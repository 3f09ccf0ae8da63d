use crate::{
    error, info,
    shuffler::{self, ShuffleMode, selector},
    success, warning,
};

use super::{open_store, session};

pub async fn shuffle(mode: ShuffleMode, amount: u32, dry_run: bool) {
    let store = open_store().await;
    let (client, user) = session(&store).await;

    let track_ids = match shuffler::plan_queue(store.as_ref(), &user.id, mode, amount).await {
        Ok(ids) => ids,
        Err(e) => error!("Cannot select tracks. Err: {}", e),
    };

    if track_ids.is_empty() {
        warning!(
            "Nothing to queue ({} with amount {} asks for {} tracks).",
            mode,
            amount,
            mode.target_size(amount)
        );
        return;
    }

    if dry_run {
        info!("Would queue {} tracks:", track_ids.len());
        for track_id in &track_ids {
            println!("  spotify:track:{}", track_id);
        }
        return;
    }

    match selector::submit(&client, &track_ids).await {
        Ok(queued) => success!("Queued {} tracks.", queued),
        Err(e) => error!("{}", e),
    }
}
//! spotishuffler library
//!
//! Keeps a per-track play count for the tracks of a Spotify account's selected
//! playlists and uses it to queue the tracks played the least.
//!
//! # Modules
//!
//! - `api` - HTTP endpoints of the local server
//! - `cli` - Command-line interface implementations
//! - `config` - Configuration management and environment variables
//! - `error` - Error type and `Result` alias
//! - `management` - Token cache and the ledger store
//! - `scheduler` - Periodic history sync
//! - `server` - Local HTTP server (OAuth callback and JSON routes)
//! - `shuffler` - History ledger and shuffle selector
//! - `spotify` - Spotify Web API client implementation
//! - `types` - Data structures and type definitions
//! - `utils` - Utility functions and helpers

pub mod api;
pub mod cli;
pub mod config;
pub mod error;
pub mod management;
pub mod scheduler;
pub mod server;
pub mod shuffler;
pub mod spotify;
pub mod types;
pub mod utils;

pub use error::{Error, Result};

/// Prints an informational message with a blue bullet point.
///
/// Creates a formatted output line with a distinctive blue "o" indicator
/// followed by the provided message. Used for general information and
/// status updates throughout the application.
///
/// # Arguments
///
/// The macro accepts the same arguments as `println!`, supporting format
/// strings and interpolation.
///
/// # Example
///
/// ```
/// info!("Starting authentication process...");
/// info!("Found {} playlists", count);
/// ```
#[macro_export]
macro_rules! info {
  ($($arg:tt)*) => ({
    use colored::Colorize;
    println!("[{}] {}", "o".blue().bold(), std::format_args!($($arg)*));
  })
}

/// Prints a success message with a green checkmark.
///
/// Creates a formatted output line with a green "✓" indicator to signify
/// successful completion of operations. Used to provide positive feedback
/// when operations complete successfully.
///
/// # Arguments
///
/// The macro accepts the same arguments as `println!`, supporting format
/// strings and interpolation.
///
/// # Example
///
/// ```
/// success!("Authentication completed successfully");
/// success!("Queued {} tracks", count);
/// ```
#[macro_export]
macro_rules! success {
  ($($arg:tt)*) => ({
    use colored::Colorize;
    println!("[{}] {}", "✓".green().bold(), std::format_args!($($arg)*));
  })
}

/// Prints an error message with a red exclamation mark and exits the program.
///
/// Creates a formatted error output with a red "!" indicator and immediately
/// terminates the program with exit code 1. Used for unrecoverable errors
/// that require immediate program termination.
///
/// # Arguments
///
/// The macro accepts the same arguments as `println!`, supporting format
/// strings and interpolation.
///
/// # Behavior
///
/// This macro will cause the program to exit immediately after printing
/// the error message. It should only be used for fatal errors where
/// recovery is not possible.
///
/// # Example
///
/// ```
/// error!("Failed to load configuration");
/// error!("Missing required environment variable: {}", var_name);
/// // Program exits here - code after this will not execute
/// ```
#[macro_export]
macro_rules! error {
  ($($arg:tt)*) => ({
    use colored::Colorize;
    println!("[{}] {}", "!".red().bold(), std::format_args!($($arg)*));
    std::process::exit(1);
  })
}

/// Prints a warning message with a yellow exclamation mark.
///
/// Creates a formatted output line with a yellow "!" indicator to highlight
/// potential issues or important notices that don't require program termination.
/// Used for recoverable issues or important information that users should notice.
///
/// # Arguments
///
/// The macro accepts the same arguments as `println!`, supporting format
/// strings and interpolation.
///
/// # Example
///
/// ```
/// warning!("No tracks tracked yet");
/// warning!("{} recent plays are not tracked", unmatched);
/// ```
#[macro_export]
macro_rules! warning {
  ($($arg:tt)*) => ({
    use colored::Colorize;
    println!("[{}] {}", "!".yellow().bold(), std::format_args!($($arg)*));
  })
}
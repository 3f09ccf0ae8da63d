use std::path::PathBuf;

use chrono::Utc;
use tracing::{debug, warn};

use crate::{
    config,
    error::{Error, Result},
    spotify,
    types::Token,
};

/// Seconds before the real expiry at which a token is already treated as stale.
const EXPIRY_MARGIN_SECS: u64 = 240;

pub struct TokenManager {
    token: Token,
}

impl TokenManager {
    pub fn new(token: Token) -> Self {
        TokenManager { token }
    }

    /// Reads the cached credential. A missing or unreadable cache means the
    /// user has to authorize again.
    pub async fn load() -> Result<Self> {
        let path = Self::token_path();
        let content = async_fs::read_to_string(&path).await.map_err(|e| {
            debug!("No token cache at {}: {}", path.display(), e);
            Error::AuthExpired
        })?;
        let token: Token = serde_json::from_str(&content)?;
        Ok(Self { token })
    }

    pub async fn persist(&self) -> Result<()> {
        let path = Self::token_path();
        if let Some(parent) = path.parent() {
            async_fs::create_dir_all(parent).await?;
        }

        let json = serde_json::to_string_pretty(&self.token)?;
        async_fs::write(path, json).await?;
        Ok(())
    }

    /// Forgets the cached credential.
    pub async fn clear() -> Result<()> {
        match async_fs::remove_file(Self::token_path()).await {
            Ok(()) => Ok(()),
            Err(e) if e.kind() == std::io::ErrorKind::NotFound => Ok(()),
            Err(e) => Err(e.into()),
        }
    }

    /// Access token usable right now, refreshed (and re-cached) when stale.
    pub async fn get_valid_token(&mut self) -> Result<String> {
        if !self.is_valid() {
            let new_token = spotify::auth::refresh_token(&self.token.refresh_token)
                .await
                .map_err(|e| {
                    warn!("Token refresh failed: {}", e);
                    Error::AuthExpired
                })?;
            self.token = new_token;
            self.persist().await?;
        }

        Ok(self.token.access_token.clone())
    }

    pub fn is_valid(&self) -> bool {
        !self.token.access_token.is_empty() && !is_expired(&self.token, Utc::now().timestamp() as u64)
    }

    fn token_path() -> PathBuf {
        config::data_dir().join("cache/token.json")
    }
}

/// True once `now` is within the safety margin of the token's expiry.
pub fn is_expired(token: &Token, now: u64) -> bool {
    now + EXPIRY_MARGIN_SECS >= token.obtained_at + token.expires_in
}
----
The job here is to find each line above with the word "formatted" and copy it.

/// Creates a formatted output line with a distinctive blue "o" indicator
/// Creates a formatted output line with a green "✓" indicator to signify
/// Creates a formatted error output with a red "!" indicator and immediately
/// Creates a formatted output line with a yellow "!" indicator to highlight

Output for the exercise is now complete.